- **Given entries**

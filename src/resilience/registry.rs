//! Per-operation circuit breaker registry.

use std::sync::Arc;

use dashmap::DashMap;

use crate::config::CircuitBreakerSettings;
use crate::resilience::circuit_breaker::{CircuitBreaker, CircuitSnapshot};

/// Owns one breaker per downstream operation name.
///
/// Breakers are created on first use and live as long as the registry.
#[derive(Debug)]
pub struct CircuitBreakerRegistry {
    settings: CircuitBreakerSettings,
    breakers: DashMap<String, Arc<CircuitBreaker>>,
}

impl CircuitBreakerRegistry {
    pub fn new(settings: CircuitBreakerSettings) -> Self {
        Self {
            settings,
            breakers: DashMap::new(),
        }
    }

    /// Get or create the breaker for `operation`.
    pub fn get(&self, operation: &str) -> Arc<CircuitBreaker> {
        if let Some(existing) = self.breakers.get(operation) {
            return existing.clone();
        }
        self.breakers
            .entry(operation.to_string())
            .or_insert_with(|| {
                tracing::debug!(operation = %operation, "Creating circuit breaker");
                Arc::new(CircuitBreaker::new(operation, self.settings.for_operation(operation)))
            })
            .clone()
    }

    /// Snapshots of every breaker, sorted by operation name.
    pub fn snapshots(&self) -> Vec<CircuitSnapshot> {
        let mut all: Vec<_> = self.breakers.iter().map(|b| b.value().snapshot()).collect();
        all.sort_by(|a, b| a.name.cmp(&b.name));
        all
    }
}
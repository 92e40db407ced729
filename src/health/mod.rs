//! Health checking subsystem.
//!
//! # Data Flow
//! ```text
//! GET /health/live  → database.rs is_app_alive
//! GET /health/ready → database.rs is_database_connected
//!     → acquire connection → validate (deadline) → release
//! ```

pub mod database;

pub use database::HealthService;
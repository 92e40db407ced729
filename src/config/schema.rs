//! Configuration schema definitions.
//!
//! This module defines the complete configuration structure for the gateway.
//! All types derive Serde traits for deserialization from config files.

use std::collections::HashMap;
use std::time::Duration;

use serde::{Deserialize, Serialize};

/// Root configuration for the outage gateway.
#[derive(Debug, Clone, Deserialize, Serialize, Default)]
#[serde(default)]
pub struct GatewayConfig {
    /// Listener configuration (bind address).
    pub listener: ListenerConfig,

    /// Service identity used for correlation IDs and procedure calls.
    pub service: ServiceConfig,

    /// Stored-procedure gateway settings.
    pub backend: BackendConfig,

    /// Circuit breaker defaults and per-operation overrides.
    pub circuit_breaker: CircuitBreakerSettings,

    /// Timeout configuration.
    pub timeouts: TimeoutConfig,

    /// Observability settings.
    pub observability: ObservabilityConfig,

    /// Admin surface settings.
    pub admin: AdminConfig,
}

/// Listener configuration.
#[derive(Debug, Clone, Deserialize, Serialize)]
#[serde(default)]
pub struct ListenerConfig {
    /// Bind address (e.g., "0.0.0.0:8080").
    pub bind_address: String,
}

impl Default for ListenerConfig {
    fn default() -> Self {
        Self {
            bind_address: "0.0.0.0:8080".to_string(),
        }
    }
}

/// Service identity.
#[derive(Debug, Clone, Deserialize, Serialize)]
#[serde(default)]
pub struct ServiceConfig {
    /// Deployment environment passed to every procedure (e.g., "prod").
    pub environment: String,

    /// Cluster tag used as the leading segment of correlation IDs.
    pub cluster: String,

    /// Host tag. Falls back to `$HOSTNAME` when empty.
    pub host: String,

    /// API version tag appended to the operation name in correlation IDs.
    pub api_version: String,

    /// Table the procedures write their query output to.
    pub query_output_table: String,
}

impl Default for ServiceConfig {
    fn default() -> Self {
        Self {
            environment: "dev".to_string(),
            cluster: "local".to_string(),
            host: String::new(),
            api_version: "v1".to_string(),
            query_output_table: "QUERY_OUTPUT".to_string(),
        }
    }
}

impl ServiceConfig {
    /// Resolve the host tag, consulting the environment when unset.
    pub fn host_tag(&self) -> String {
        if !self.host.trim().is_empty() {
            return self.host.clone();
        }
        std::env::var("HOSTNAME").unwrap_or_else(|_| "localhost".to_string())
    }
}

/// Stored-procedure gateway configuration.
#[derive(Debug, Clone, Deserialize, Serialize)]
#[serde(default)]
pub struct BackendConfig {
    /// Base URL of the procedure gateway (e.g., "http://127.0.0.1:9000").
    pub base_url: String,

    /// Maximum concurrent connections to the procedure gateway.
    pub max_connections: usize,

    /// How long to wait for a free connection, in milliseconds.
    pub acquire_timeout_ms: u64,

    /// Deadline for a single procedure round trip, in milliseconds.
    pub call_timeout_ms: u64,

    /// Deadline for readiness validation, in seconds.
    pub validation_timeout_secs: u64,
}

impl Default for BackendConfig {
    fn default() -> Self {
        Self {
            base_url: "http://127.0.0.1:9000".to_string(),
            max_connections: 20,
            acquire_timeout_ms: 1_000,
            call_timeout_ms: 5_000,
            validation_timeout_secs: 2,
        }
    }
}

impl BackendConfig {
    pub fn acquire_timeout(&self) -> Duration {
        Duration::from_millis(self.acquire_timeout_ms)
    }

    pub fn call_timeout(&self) -> Duration {
        Duration::from_millis(self.call_timeout_ms)
    }

    pub fn validation_timeout(&self) -> Duration {
        Duration::from_secs(self.validation_timeout_secs)
    }
}

/// Circuit breaker tuning for one operation.
#[derive(Debug, Clone, PartialEq, Deserialize, Serialize)]
#[serde(default)]
pub struct CircuitBreakerConfig {
    /// Number of most recent outcomes retained for the failure rate.
    pub sliding_window_size: usize,

    /// Outcomes required before the failure rate is evaluated.
    pub minimum_calls: usize,

    /// Failure percentage at or above which the circuit opens.
    pub failure_rate_threshold: f64,

    /// Time spent open before trial calls are allowed, in milliseconds.
    pub open_wait_ms: u64,

    /// Consecutive trial successes needed to close again.
    pub half_open_trial_calls: usize,
}

impl Default for CircuitBreakerConfig {
    fn default() -> Self {
        Self {
            sliding_window_size: 10,
            minimum_calls: 5,
            failure_rate_threshold: 50.0,
            open_wait_ms: 10_000,
            half_open_trial_calls: 3,
        }
    }
}

impl CircuitBreakerConfig {
    pub fn open_wait(&self) -> Duration {
        Duration::from_millis(self.open_wait_ms)
    }
}

/// Per-operation breaker override. Unset fields inherit `defaults`.
#[derive(Debug, Clone, PartialEq, Deserialize, Serialize, Default)]
#[serde(default)]
pub struct CircuitBreakerOverride {
    pub sliding_window_size: Option<usize>,
    pub minimum_calls: Option<usize>,
    pub failure_rate_threshold: Option<f64>,
    pub open_wait_ms: Option<u64>,
    pub half_open_trial_calls: Option<usize>,
}

impl CircuitBreakerOverride {
    /// Apply this override on top of `base`.
    pub fn apply(&self, base: &CircuitBreakerConfig) -> CircuitBreakerConfig {
        CircuitBreakerConfig {
            sliding_window_size: self.sliding_window_size.unwrap_or(base.sliding_window_size),
            minimum_calls: self.minimum_calls.unwrap_or(base.minimum_calls),
            failure_rate_threshold: self
                .failure_rate_threshold
                .unwrap_or(base.failure_rate_threshold),
            open_wait_ms: self.open_wait_ms.unwrap_or(base.open_wait_ms),
            half_open_trial_calls: self.half_open_trial_calls.unwrap_or(base.half_open_trial_calls),
        }
    }
}

/// Breaker defaults plus overrides keyed by operation name.
#[derive(Debug, Clone, Deserialize, Serialize, Default)]
#[serde(default)]
pub struct CircuitBreakerSettings {
    pub defaults: CircuitBreakerConfig,

    /// e.g. `[circuit_breaker.operations.outage-history]`
    pub operations: HashMap<String, CircuitBreakerOverride>,
}

impl CircuitBreakerSettings {
    /// Effective configuration for an operation.
    pub fn for_operation(&self, name: &str) -> CircuitBreakerConfig {
        match self.operations.get(name) {
            Some(overrides) => overrides.apply(&self.defaults),
            None => self.defaults.clone(),
        }
    }
}

/// Timeout configuration for inbound requests.
#[derive(Debug, Clone, Deserialize, Serialize)]
#[serde(default)]
pub struct TimeoutConfig {
    /// Request timeout (total time for request/response) in seconds.
    pub request_secs: u64,
}

impl Default for TimeoutConfig {
    fn default() -> Self {
        Self { request_secs: 30 }
    }
}

/// Observability configuration.
#[derive(Debug, Clone, Deserialize, Serialize)]
#[serde(default)]
pub struct ObservabilityConfig {
    /// Log level (trace, debug, info, warn, error).
    pub log_level: String,

    /// Emit JSON log lines instead of the human-readable format.
    pub json_logs: bool,

    /// Enable metrics endpoint.
    pub metrics_enabled: bool,

    /// Metrics endpoint bind address.
    pub metrics_address: String,
}

impl Default for ObservabilityConfig {
    fn default() -> Self {
        Self {
            log_level: "info".to_string(),
            json_logs: false,
            metrics_enabled: true,
            metrics_address: "0.0.0.0:9090".to_string(),
        }
    }
}

/// Admin surface configuration.
#[derive(Debug, Clone, Deserialize, Serialize)]
#[serde(default)]
pub struct AdminConfig {
    /// Mount the admin routes.
    pub enabled: bool,

    /// API key for authentication (Bearer token).
    pub api_key: String,
}

impl Default for AdminConfig {
    fn default() -> Self {
        Self {
            enabled: false,
            // WARNING: This is a placeholder! Change this in production.
            api_key: "CHANGE_ME_IN_PRODUCTION".to_string(),
        }
    }
}

#[cfg(test)]
mod tests {
    use super::*;

    #[test]
    fn test_minimal_config_uses_defaults() {
        let config: GatewayConfig = toml::from_str("").unwrap();
        assert_eq!(config.listener.bind_address, "0.0.0.0:8080");
        assert_eq!(config.circuit_breaker.defaults.sliding_window_size, 10);
        assert_eq!(config.circuit_breaker.defaults.minimum_calls, 5);
        assert_eq!(config.circuit_breaker.defaults.half_open_trial_calls, 3);
        assert_eq!(config.backend.validation_timeout(), Duration::from_secs(2));
        assert!(!config.admin.enabled);
        assert_eq!(config.admin.api_key, "CHANGE_ME_IN_PRODUCTION");
    }

    #[test]
    fn test_operation_override() {
        let config: GatewayConfig = toml::from_str(
            r#"
            [circuit_breaker.defaults]
            minimum_calls = 4

            [circuit_breaker.operations.outage-history]
            sliding_window_size = 20
            "#,
        )
        .unwrap();

        let history = config.circuit_breaker.for_operation("outage-history");
        assert_eq!(history.sliding_window_size, 20);
        assert_eq!(history.minimum_calls, 4);
        assert_eq!(history.half_open_trial_calls, 3);

        let detail = config.circuit_breaker.for_operation("event-detail");
        assert_eq!(detail.minimum_calls, 4);
    }

    #[test]
    fn test_explicit_host_tag_wins() {
        let service = ServiceConfig {
            host: "node-7".into(),
            ..ServiceConfig::default()
        };
        assert_eq!(service.host_tag(), "node-7");
    }
}
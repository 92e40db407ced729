use axum::{
    body::Body,
    extract::State,
    http::{header, Request, StatusCode},
    middleware::Next,
    response::Response,
};

use crate::http::response::json_error;
use crate::http::server::AppState;

pub async fn admin_auth_middleware(
    State(state): State<AppState>,
    request: Request<Body>,
    next: Next,
) -> Response {
    let authorized = request
        .headers()
        .get(header::AUTHORIZATION)
        .and_then(|h| h.to_str().ok())
        .and_then(|v| v.strip_prefix("Bearer "))
        .map(|token| token == state.admin.api_key)
        .unwrap_or(false);

    if authorized {
        return next.run(request).await;
    }

    tracing::warn!(path = %request.uri().path(), "Rejected admin request");
    json_error(StatusCode::UNAUTHORIZED, "Unauthorized")
}
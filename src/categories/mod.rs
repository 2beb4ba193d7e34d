//! Resolves applications to a category and icon. The tracking core only knows the
//! [CategoryResolver] contract; [CategoryTable] is the bundled rule-based implementation.

use std::sync::Arc;

use serde::{Deserialize, Serialize};

pub const OTHER_CATEGORY: &str = "other";
pub const DEFAULT_ICON: &str = "application-default";

#[derive(Debug, Clone, PartialEq, Eq, Serialize)]
#[serde(rename_all = "camelCase")]
pub struct CategoryInfo {
    pub icon: Arc<str>,
    pub category: Arc<str>,
    pub is_recognized: bool,
}

impl CategoryInfo {
    pub fn unrecognized() -> Self {
        Self {
            icon: DEFAULT_ICON.into(),
            category: OTHER_CATEGORY.into(),
            is_recognized: false,
        }
    }
}

/// Maps an application to its category. Implementations never fail: anything they don't know
/// is [CategoryInfo::unrecognized].
pub trait CategoryResolver: Send + Sync {
    fn resolve(&self, bundle_id: &str, display_name: &str) -> CategoryInfo;
}

/// Single lookup rule. `pattern` is matched case-insensitively against the bundle id and then
/// the display name. A `*` matches any run of characters, otherwise the pattern matches as a
/// substring.
#[derive(Debug, Clone, PartialEq, Eq, Serialize, Deserialize)]
pub struct CategoryRule {
    pub pattern: String,
    pub category: String,
    #[serde(default = "default_icon")]
    pub icon: String,
}

fn default_icon() -> String {
    DEFAULT_ICON.to_string()
}

impl CategoryRule {
    pub fn new(pattern: &str, category: &str, icon: &str) -> Self {
        Self {
            pattern: pattern.into(),
            category: category.into(),
            icon: icon.into(),
        }
    }

    fn matches(&self, text: &str) -> bool {
        let pattern = self.pattern.to_lowercase();
        let text = text.to_lowercase();

        if !pattern.contains('*') {
            return text.contains(&pattern);
        }

        let mut position = 0;
        for part in pattern.split('*').filter(|v| !v.is_empty()) {
            match text[position..].find(part) {
                Some(found) => position += found + part.len(),
                None => return false,
            }
        }
        true
    }
}

const BUILTIN_RULES: &[(&str, &str, &str)] = &[
    ("vscode", "development", "code"),
    ("code", "development", "code"),
    ("jetbrains", "development", "code"),
    ("xcode", "development", "code"),
    ("nvim", "development", "terminal"),
    ("vim", "development", "terminal"),
    ("emacs", "development", "code"),
    ("terminal", "development", "terminal"),
    ("iterm", "development", "terminal"),
    ("alacritty", "development", "terminal"),
    ("kitty", "development", "terminal"),
    ("wezterm", "development", "terminal"),
    ("konsole", "development", "terminal"),
    ("notion", "productivity", "notes"),
    ("obsidian", "productivity", "notes"),
    ("libreoffice", "productivity", "document"),
    ("microsoft.word", "productivity", "document"),
    ("microsoft.excel", "productivity", "spreadsheet"),
    ("figma", "design", "palette"),
    ("sketch", "design", "palette"),
    ("gimp", "design", "palette"),
    ("inkscape", "design", "palette"),
    ("blender", "design", "palette"),
    ("spotify", "media", "music"),
    ("vlc", "media", "video"),
    ("netflix", "media", "video"),
    ("steam", "media", "game"),
    ("slack", "communication", "chat"),
    ("discord", "communication", "chat"),
    ("telegram", "communication", "chat"),
    ("teams", "communication", "chat"),
    ("zoom", "communication", "video-call"),
    ("thunderbird", "communication", "mail"),
    ("mail", "communication", "mail"),
];

/// Ordered rule table. The first matching rule wins, user rules are consulted before the
/// built-in ones.
#[derive(Debug, Clone)]
pub struct CategoryTable {
    rules: Vec<CategoryRule>,
}

impl CategoryTable {
    pub fn builtin() -> Self {
        Self::with_rules(vec![])
    }

    pub fn with_rules(user_rules: Vec<CategoryRule>) -> Self {
        let builtin = BUILTIN_RULES
            .iter()
            .map(|(pattern, category, icon)| CategoryRule::new(pattern, category, icon));
        Self {
            rules: user_rules.into_iter().chain(builtin).collect(),
        }
    }

    fn find(&self, text: &str) -> Option<&CategoryRule> {
        self.rules.iter().find(|rule| rule.matches(text))
    }
}

impl CategoryResolver for CategoryTable {
    fn resolve(&self, bundle_id: &str, display_name: &str) -> CategoryInfo {
        match self.find(bundle_id).or_else(|| self.find(display_name)) {
            Some(rule) => CategoryInfo {
                icon: rule.icon.as_str().into(),
                category: rule.category.as_str().into(),
                is_recognized: true,
            },
            None => CategoryInfo::unrecognized(),
        }
    }
}

#[cfg(test)]
mod category_tests {
    use super::{CategoryResolver, CategoryRule, CategoryTable};

    #[test]
    fn builtin_rules_recognize_common_apps() {
        let table = CategoryTable::builtin();

        let editor = table.resolve("com.microsoft.VSCode", "Code");
        assert!(editor.is_recognized);
        assert_eq!(&*editor.category, "development");

        let chat = table.resolve("/usr/bin/slack", "slack");
        assert_eq!(&*chat.category, "communication");
    }

    #[test]
    fn unknown_app_is_other_with_default_icon() {
        let info = CategoryTable::builtin().resolve("org.example.unknown", "Unknown");
        assert!(!info.is_recognized);
        assert_eq!(&*info.category, "other");
        assert_eq!(&*info.icon, "application-default");
    }

    #[test]
    fn display_name_is_used_when_bundle_id_does_not_match() {
        let info = CategoryTable::builtin().resolve("/opt/app/bin/launcher", "Figma");
        assert_eq!(&*info.category, "design");
    }

    #[test]
    fn user_rules_take_precedence() {
        let table = CategoryTable::with_rules(vec![CategoryRule::new(
            "slack",
            "productivity",
            "briefcase",
        )]);
        assert_eq!(&*table.resolve("com.tinyspeck.slackmacgap", "Slack").category, "productivity");
    }

    #[test]
    fn wildcard_patterns_match_in_order() {
        let table = CategoryTable::with_rules(vec![CategoryRule::new(
            "org.*.browser",
            "media",
            "globe",
        )]);
        assert_eq!(&*table.resolve("org.mozilla.browser", "Firefox").category, "media");
        assert!(!table.resolve("browser.org", "Browser").is_recognized);
    }
}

- **Work item**
Read the listing. Copy each line that has the word "http" in it.

- **Solution**
    /// Base URL of the procedure gateway (e.g., "http://127.0.0.1:9000").
            base_url: "http://127.0.0.1:9000".to_string(),
    http::{header, Request, StatusCode},
use crate::http::response::json_error;
use crate::http::server::AppState;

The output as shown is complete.